Beyond ventricular fibrillation analysis: comprehensive waveform analysis for all cardiac rhythms occurring during resuscitation.

Resuscitation

Institute for Circulation and Medical Imaging, Norwegian University of Science and Technology (NTNU), N-7491 Trondheim, Norway; Department of Anesthesia and Intensive Care Medicine, St. Olav University Hospital, N-7014 Trondheim, Norway.

Published: November 2014

Aim: To propose a method which analyses the electrocardiogram (ECG) waveform of any cardiac rhythm occurring during resuscitation and computes the probability of that rhythm converting into another with better prognosis (Pdes).

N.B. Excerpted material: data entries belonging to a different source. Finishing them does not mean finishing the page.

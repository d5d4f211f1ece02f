//! tramdoc API server library.
//!
//! The crate ships the `tramdoc-api` binary; the library surface exists so
//! the router can be driven from integration tests.

pub mod api;
pub mod config;
pub mod db;
pub mod state;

Methods: Rhythm transitions occurring spontaneously or due to defibrillation were analyzed. For each possible rhythm, ventricular fibrillation/ventricular tachycardia (VF/VT), pulseless electrical activity (PEA), pulse-generating rhythm (PR) and asystole (AS), the desired and undesired transitions were defined. ECG segments corresponding to the last 3s of rhythms prior to transition were used to extract waveform features. For each rhythm type, waveform features were combined into a logistic regression model to develop a rhythm specific classifier of desired transitions. This model was the monitoring function for the Pdes. The capacity of each rhythm specific classifier to discriminate between desired and undesired transitions was evaluated in terms of area under the curve (AUC). Pdes was integrated into a state sequence representation, which structures the information of cardiac arrest episodes, to analyze the effect of therapy on patient. As a case study, the effect of optimal/suboptimal cardiopulmonary resuscitation (CPR) on Pdes was analyzed. The mean Pdes was computed for the pre- and post-CPR intervals which presented the same underlying rhythm. The relationship between the optimal/suboptimal CPR and increase/decrease of Pdes was analyzed.

Results: The AUC was 0.80, 0.79, 0.73 and 0.61 for VF/VT, PEA, PR and AS respectively. The Pdes quantified the probability of every rhythm of the episode developing to a better state, and the evolution of Pdes was coherent with the provided therapy. The case study indicated, for most rhythms, that positive trends in the dynamic behaviour could be associated with optimal CPR, whereas the opposite seemed true for negative trends.

Conclusion: A method for continuous ECG waveform analysis covering all cardiac rhythms during resuscitation has been proposed. This methodology can be further developed to be used in retrospective studies of CPR techniques, and, in the future, for potentially monitoring in real time the probability of survival of patients being resuscitated.